“‘Everything Has a Price’: Jimmy Carter and the Struggle for Balance in Federal Regulatory Policy”, Paul Sabin2015-12-15 (, )⁠:

Jimmy Carter himself embodied both of these impulses: he embraced government action to protect the environment and public health, and he also sought to make regulation less burdensome and costly. Both causes, in fact, were personal passions. Carter had spent childhood days roaming the woods and fields in rural Georgia. “Everyone who knows me”, he said while signing the Superfund bill, “understands that one of my greatest pleasures has been to strengthen the protection of our environment.” But government efficiency also animated the president. With a background in the Navy’s nuclear submarine program, Carter was used to calculating and balancing risks and benefits for strategic purposes. As governor of Georgia, Carter also had worked to rationalize state government, abolishing and consolidating hundreds of state agencies. Now in the closing days of his presidency, Carter spoke fondly of the utterly bureaucratic cause of information management and regulatory reform. One of the “high points of my presidency”, Carter recalled, was a day in 1978 when more than 900 minor and outdated safety and health regulations “were stricken from the books.” Carter characterized the Paperwork Reduction Act as a defining legacy. The law, Carter said at the signing ceremony, was “embedding my own philosophy…into the laws of our Nation.” At his very first presidential cabinet meeting, Carter had directed his cabinet officers and agency heads to cut down the “extraordinary and unnecessary burden of paperwork” on the American people. Carter now announced with pride and a little uncertainty as he signed the paperwork law, “We’ve addressed the bureaucrats, and we’ve won, right?” The White House audience laughed.

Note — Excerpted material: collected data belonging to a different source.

//! Land/water classification for incident coordinates.
//!
//! The pipeline only ever asks one question of a coordinate: land or water.
//! `LandClassifier` is the seam; the shipped [`CoarseLandMask`] answers it
//! with a fixed set of bounding boxes covering the continental US, Alaska
//! and Hawaii, with the Great Lakes carved back out as water. Deterministic
//! by construction: same coordinate, same answer, no I/O.

/// Pure land/water oracle. Total over valid coordinate ranges.
pub trait LandClassifier: Send + Sync {
    fn is_land(&self, latitude: f64, longitude: f64) -> bool;
}

#[derive(Debug, Clone, Copy)]
struct BoundingBox {
    south: f64,
    north: f64,
    west: f64,
    east: f64,
}

impl BoundingBox {
    const fn contains(&self, latitude: f64, longitude: f64) -> bool {
        latitude >= self.south
            && latitude <= self.north
            && longitude >= self.west
            && longitude <= self.east
    }
}

/// US landmass, coarsely. The continental US is covered by latitude
/// bands whose east and west edges follow the coastline, so the open
/// Atlantic and Pacific inside one big rectangle do not read as land.
const LAND_BOXES: &[BoundingBox] = &[
    // Gulf coast and Florida
    BoundingBox {
        south: 24.5,
        north: 31.0,
        west: -106.6,
        east: -80.0,
    },
    // Southern tier, San Diego to the Carolinas
    BoundingBox {
        south: 31.0,
        north: 35.0,
        west: -118.6,
        east: -77.7,
    },
    // Mid band out to Cape Hatteras
    BoundingBox {
        south: 35.0,
        north: 37.0,
        west: -122.5,
        east: -75.5,
    },
    // Northern tier, Pacific Northwest to Maine
    BoundingBox {
        south: 37.0,
        north: 49.0,
        west: -124.8,
        east: -66.9,
    },
    // Alaska
    BoundingBox {
        south: 54.0,
        north: 71.5,
        west: -168.0,
        east: -130.0,
    },
    // Hawaii
    BoundingBox {
        south: 18.9,
        north: 22.3,
        west: -160.3,
        east: -154.7,
    },
];

/// Large inland water bodies inside the land boxes.
const WATER_BOXES: &[BoundingBox] = &[
    // Lake Superior
    BoundingBox {
        south: 46.5,
        north: 48.9,
        west: -91.9,
        east: -84.4,
    },
    // Lake Michigan
    BoundingBox {
        south: 41.7,
        north: 45.9,
        west: -87.9,
        east: -85.0,
    },
    // Lake Huron
    BoundingBox {
        south: 43.1,
        north: 45.9,
        west: -84.5,
        east: -80.0,
    },
    // Lake Erie
    BoundingBox {
        south: 41.4,
        north: 42.8,
        west: -83.3,
        east: -79.0,
    },
    // Lake Ontario
    BoundingBox {
        south: 43.3,
        north: 44.1,
        west: -79.7,
        east: -76.2,
    },
];

/// Bounding-box land mask for the dataset's coverage area.
#[derive(Debug, Clone, Copy, Default)]
pub struct CoarseLandMask;

impl LandClassifier for CoarseLandMask {
    fn is_land(&self, latitude: f64, longitude: f64) -> bool {
        if WATER_BOXES.iter().any(|b| b.contains(latitude, longitude)) {
            return false;
        }
        LAND_BOXES.iter().any(|b| b.contains(latitude, longitude))
    }
}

This article uses the records of Carter’s domestic policy and economic advisers and his budget office to examine a crucial lead-up to that December signing ceremony: the Carter administration’s efforts to manage the costs and burdens of federal regulation. Why did Carter and his advisers believe that improving federal regulation was so important? How did the administration’s approach to regulatory reform evolve over the course of Carter’s presidency? More narrowly, why did the Carter administration initially oppose strong Office of Management and Budget oversight of regulation and then later advocate legislation to strengthen OMB’s role? This is a story of tension and conflict as the Carter administration sought to balance regulation and reform, as well as trade-offs between agency independence and White House control. Carter’s integrated approach was, in some ways, less politically successful than Reagan’s single-minded tack. Carter’s compromises inevitably disappointed some of his own constituents, the environmental and health advocates calling for tougher regulation. Yet he also did not go far enough to win over conservatives and business advocates. Few interest groups rallied to support compromise and moderation. Yet if Carter had continued his reform efforts in a second term, perhaps his effort to strike a balance might have set the country on a more mature regulatory path instead of an extended political stalemate.

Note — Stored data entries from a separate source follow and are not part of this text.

/// Knobs for row normalization.
#[derive(Debug, Clone, Copy, Default)]
pub struct NormalizeOptions {
    /// Keep only rows with a strictly positive mission duration and a
    /// parseable response time. Used by the duration-dependent views.
    pub require_positive_durations: bool,
}

/// A fully normalized dataset plus its load provenance.
#[derive(Debug, Clone)]
pub struct Dataset {
    pub records: Vec<IncidentRecord>,
    /// Raw rows rejected during normalization.
    pub dropped_rows: usize,
    /// SHA-256 of the raw file content, hex encoded.
    pub fingerprint: String,
    pub loaded_at: DateTime<Utc>,
}

impl Dataset {
    /// Earliest and latest alarm day in the dataset, `None` when empty.
    pub fn date_span(&self) -> Option<(NaiveDate, NaiveDate)> {
        let min = self.records.iter().map(|r| r.date).min()?;
        let max = self.records.iter().map(|r| r.date).max()?;
        Some((min, max))
    }
}

/// Header indexes resolved once per load. Required columns are plain
/// indexes, everything else is optional and absent columns just mean
/// default values downstream. Optional columns go by their NERIS extract
/// names, with shorter aliases accepted.
struct Columns {
    alarm_datetime: usize,
    state: usize,
    city: usize,
    latitude: usize,
    longitude: usize,
    incident_type: usize,
    last_unit_cleared: Option<usize>,
    response_time_minutes: Option<usize>,
    incident_category: Option<usize>,
    incident_description: Option<usize>,
    transport_disposition: Option<usize>,
    patient_status: Option<usize>,
    fire_suppression_effectiveness: Option<usize>,
    animals_rescued: Option<usize>,
    units_responded: Option<usize>,
    has_smoke_alarm: Option<usize>,
    has_fire_alarm: Option<usize>,
    has_other_alarm: Option<usize>,
}

impl Columns {
    fn resolve(headers: &StringRecord) -> Result<Self, LoadError> {
        let index = |name: &str| {
            headers
                .iter()
                .position(|h| h.trim().eq_ignore_ascii_case(name))
        };
        let required = |name: &str| index(name).ok_or_else(|| LoadError::MissingColumn(name.to_string()));
        let aliased = |names: &[&str]| names.iter().copied().find_map(index);

        Ok(Self {
            alarm_datetime: required("alarm_datetime")?,
            state: required("state")?,
            city: required("city")?,
            latitude: required("latitude")?,
            longitude: required("longitude")?,
            incident_type: required("incident_type")?,
            last_unit_cleared: aliased(&["last_unit_cleared_datetime", "cleared_datetime"]),
            response_time_minutes: aliased(&["response_time_minutes", "response_time"]),
            incident_category: index("incident_category"),
            incident_description: index("incident_description"),
            transport_disposition: index("transport_disposition"),
            patient_status: index("patient_status"),
            fire_suppression_effectiveness: index("fire_suppression_effectiveness"),
            animals_rescued: index("animals_rescued"),
            units_responded: index("units_responded"),
            has_smoke_alarm: aliased(&["has_smoke_alarm", "smoke_alarm_present"]),
            has_fire_alarm: aliased(&["has_fire_alarm", "fire_alarm_present"]),
            has_other_alarm: aliased(&["has_other_alarm", "other_alarm_present"]),
        })
    }
}

/// Hex SHA-256 of raw dataset bytes. The dataset cache keys on this.
pub fn fingerprint(bytes: &[u8]) -> String {
    hex::encode(Sha256::digest(bytes))
}

/// Load and normalize a dataset file.
pub fn load_dataset(
    path: &Path,
    classifier: &dyn LandClassifier,
    options: NormalizeOptions,
) -> Result<Dataset, LoadError> {
    let bytes = fs::read(path)?;
    let text = String::from_utf8_lossy(&bytes);
    let (records, dropped_rows) = parse_dataset(&text, classifier, options)?;
    tracing::info!(
        path = %path.display(),
        records = records.len(),
        dropped = dropped_rows,
        "dataset loaded"
    );
    Ok(Dataset {
        records,
        dropped_rows,
        fingerprint: fingerprint(&bytes),
        loaded_at: Utc::now(),
    })
}

/// Parse and normalize CSV text already read into memory.
///
/// Returns the surviving records plus the number of rows dropped. Ragged
/// rows count as drops; only a broken header fails the parse.
pub fn parse_dataset(
    csv_text: &str,
    classifier: &dyn LandClassifier,
    options: NormalizeOptions,
) -> Result<(Vec<IncidentRecord>, usize), LoadError> {
    let mut reader = csv::ReaderBuilder::new()
        .trim(csv::Trim::All)
        .from_reader(csv_text.as_bytes());
    let columns = Columns::resolve(reader.headers()?)?;

    let mut records = Vec::new();
    let mut dropped = 0usize;
    for row in reader.records() {
        let Ok(row) = row else {
            dropped += 1;
            continue;
        };
        match normalize_row(&row, &columns, classifier, options) {
            Some(record) => records.push(record),
            None => dropped += 1,
        }
    }
    Ok((records, dropped))
}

The White House’s relationship to federal agencies lay at the heart of conflicts over regulatory reform. Carter was trying to figure out how to effectively oversee the executive branch. His advisers quickly grew skeptical about designating OMB to serve as the federal government’s regulatory enforcer. They instead spread regulatory oversight across several executive offices and policy groups. The White House sought to partner with the regulatory agencies to help them improve government performance with new rule-writing processes. The focus on systems and processes and the diffusion of oversight power were hallmarks of the Carter administration’s regulatory reform efforts. The strategy of partnering with the agencies made the administration’s accomplishments politically feasible, but it also ultimately frustrated White House policymakers and made them hunger for more effective oversight. Regulatory agencies and labor and environmental advocates in the Democratic coalition resisted and slowed the administration’s progress.

By the end of Carter’s term in office, the Carter administration had forcefully asserted the president’s power to review, and even to overturn, agency regulatory decisions. Carter’s senior staff also settled on OMB as the only viable agency to oversee regulatory reform. In its closing months, the Carter administration created the institutional framework that Reagan’s OMB would use for its regulatory review efforts. The Carter administration’s initial move away from OMB power and his administration’s subsequent efforts to strengthen OMB’s role are thus critical to understanding the rationale and origins of OMB’s controversial regulatory review authority. The hostile anti-regulatory rhetoric that characterized the early Reagan years differed sharply from the Carter administration’s emphasis on balanced and efficient regulation. But the central substantive thrust of Reagan’s regulatory program in the early 1980s continued efforts initiated by the Carter administration in the late 1970s.

Although commonly remembered as a liberal regulator, in part for his creation of the Department of Energy and his push for national energy conservation and planning, Carter more accurately should be seen as a leading deregulator of the 20th century. Scholars have long documented how the Carter administration enthusiastically deregulated many long-controlled industries, including air travel, trucking, finance, and railroad shipping. The administration also laid the groundwork for the decontrol of oil and natural gas prices. Carter considered his record on industry deregulation “one of the best success stories” of his presidency, and his domestic policy staff described it as “one of the President’s great domestic legacies.”